I would like to see it as a place that acknowledges that knowledge comes from different areas, indigenous knowledge for example, and that we value and respect that.
To enhance the Pacific feel of the campus, a special Niuean vaka, presented to the University’s Pro Vice-Chancellor (Pacific) Toeolesulusulu Damon Salesa, will be displayed in a central area, and the decor inside the two-storey building, which is very close to the library and council buildings, will be warm and colourful.
Education has always been highly valued in the Atfield-Douglas family, as both Rennie’s parents are teachers, his grandfather was Niue’s High Commissioner to New Zealand and he and his siblings have all gone on to tertiary study.
“There were very high expectations of academic achievement on all of us six children, and that was positive but also came with some pressure,” he admits.

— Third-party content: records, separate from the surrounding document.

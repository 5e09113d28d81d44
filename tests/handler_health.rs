mod common;

use std::collections::BTreeSet;
use std::sync::Arc;

use async_trait::async_trait;
use axum::{
    Router,
    http::StatusCode,
    routing::{get, post},
};
use axum_test::TestServer;
use minilink::api::handlers::{health_handler, shorten_handler};
use minilink::application::services::ShortenerService;
use minilink::domain::entities::UrlMapping;
use minilink::domain::repositories::MappingStore;
use minilink::error::AppError;
use minilink::state::AppState;
use minilink::utils::code_generator::CodeGenerator;
use serde_json::json;

/// Store whose every operation fails, for driving the degraded branch.
struct BrokenStore;

#[async_trait]
impl MappingStore for BrokenStore {
    async fn get(&self, _code: &str) -> Result<Option<UrlMapping>, AppError> {
        Err(AppError::internal("Failed to read store"))
    }

    async fn put(&self, _code: &str, _mapping: UrlMapping) -> Result<(), AppError> {
        Err(AppError::internal("Failed to persist store"))
    }

    async fn scan_for_value(&self, _long_url: &str) -> Result<Option<String>, AppError> {
        Err(AppError::internal("Failed to read store"))
    }

    async fn codes(&self) -> Result<BTreeSet<String>, AppError> {
        Err(AppError::internal("Failed to read store"))
    }
}

#[tokio::test]
async fn test_health_ok() {
    let (state, _dir) = common::create_test_state();
    let app = Router::new()
        .route("/health", get(health_handler))
        .with_state(state);

    let server = TestServer::new(app).unwrap();

    let response = server.get("/health").await;

    response.assert_status_ok();

    let json = response.json::<serde_json::Value>();
    assert_eq!(json["status"], "healthy");
    assert_eq!(json["version"], env!("CARGO_PKG_VERSION"));
    assert_eq!(json["checks"]["storage"]["status"], "ok");
    assert!(json["checks"]["storage"]["message"].is_string());
}

#[tokio::test]
async fn test_health_reports_stored_mappings() {
    let (state, _dir) = common::create_test_state();
    let app = Router::new()
        .route("/shorten", post(shorten_handler))
        .route("/health", get(health_handler))
        .with_state(state);

    let server = TestServer::new(app).unwrap();

    server
        .post("/shorten")
        .json(&json!({ "longUrl": "https://example.com" }))
        .await
        .assert_status_ok();

    let response = server.get("/health").await;
    response.assert_status_ok();

    let json = response.json::<serde_json::Value>();
    assert_eq!(json["checks"]["storage"]["message"], "1 mappings stored");
}

#[tokio::test]
async fn test_health_degraded_when_storage_fails() {
    let store = Arc::new(BrokenStore);
    let shortener = Arc::new(ShortenerService::new(
        store.clone(),
        CodeGenerator::default(),
    ));
    let state = AppState::new(shortener, store);

    let app = Router::new()
        .route("/health", get(health_handler))
        .with_state(state);

    let server = TestServer::new(app).unwrap();

    let response = server.get("/health").await;

    response.assert_status(StatusCode::SERVICE_UNAVAILABLE);

    let json = response.json::<serde_json::Value>();
    assert_eq!(json["status"], "degraded");
    assert_eq!(json["checks"]["storage"]["status"], "error");
    assert_eq!(json["checks"]["storage"]["message"], "Failed to read store");
}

He attended Auckland himself, completing a Bachelor of Health Science, but later decided a career in health wasn’t for him.

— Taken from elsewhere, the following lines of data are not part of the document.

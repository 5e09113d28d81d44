//! Application error type and HTTP response mapping.
//!
//! All failures that can reach a handler are expressed as [`AppError`] and
//! rendered as a flat `{"error": "<message>"}` JSON body, matching the wire
//! contract of the service.

use axum::{
    Json,
    http::StatusCode,
    response::{IntoResponse, Response},
};
use serde::Serialize;

#[derive(Serialize)]
struct ErrorBody {
    error: String,
}

/// Error type shared across the service layers.
///
/// - [`AppError::Validation`] → 400 Bad Request
/// - [`AppError::NotFound`] → 404 Not Found
/// - [`AppError::Internal`] → 500 Internal Server Error
#[derive(Debug, thiserror::Error)]
pub enum AppError {
    #[error("{0}")]
    Validation(String),
    #[error("{0}")]
    NotFound(String),
    #[error("{0}")]
    Internal(String),
}

impl AppError {
    pub fn bad_request(message: impl Into<String>) -> Self {
        Self::Validation(message.into())
    }

    pub fn not_found(message: impl Into<String>) -> Self {
        Self::NotFound(message.into())
    }

    pub fn internal(message: impl Into<String>) -> Self {
        Self::Internal(message.into())
    }
}

impl IntoResponse for AppError {
    fn into_response(self) -> Response {
        let (status, message) = match self {
            AppError::Validation(message) => (StatusCode::BAD_REQUEST, message),
            AppError::NotFound(message) => (StatusCode::NOT_FOUND, message),
            AppError::Internal(message) => (StatusCode::INTERNAL_SERVER_ERROR, message),
        };

        (status, Json(ErrorBody { error: message })).into_response()
    }
}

“I ended up going into banking but in the end the work didn’t spark my soul, and I knew I wanted to come back to university and use my skills to make a positive impact in students’ lives in the way I was helped on my own path.”
His work doing high school outreach through the Schools Partnership Office and as the manager of UniBound, a free academic enrichment programme to prepare Māori and Pacific school leavers for university studies, has given him an even greater appreciation of the value of a helping hand.

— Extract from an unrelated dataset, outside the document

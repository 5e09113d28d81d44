//! Infrastructure layer: durable storage adapters.

pub mod persistence;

“Just as I have had people batting for me during my life so far, those programmes are saying, ‘we care about you and want you to succeed, so we’re offering you a hand’, and that’s what I want to achieve in South Auckland.”
He’s concerned about the mounting pressures on students who are having to weigh up what to do after finishing high school and who might not be getting a holistic view of the value of a university education.
“I loved my time at university because aside from the obvious benefits of a qualification at the end of it, it offered me so much more: critical thinking skills, learning how to work with others, the self discipline of having to turn up to lectures, organise myself, meet deadlines, make mistakes without terrible consequences. There were so many life lessons, and it was fun, let’s not forget that!”
Leading a small team, which includes client services team leader Riki-Lee Saua, Rennie says he would “personally love the campus to grow” and has a five-year plan which includes offering a wider range of courses across disciplines and professional development for teachers.
“Most importantly, I would like to see it as a place that acknowledges that knowledge comes from different areas, indigenous knowledge for example, and that we value and respect that. And as a place all students and staff feel comfortable to be in; a kāinga for all of us.”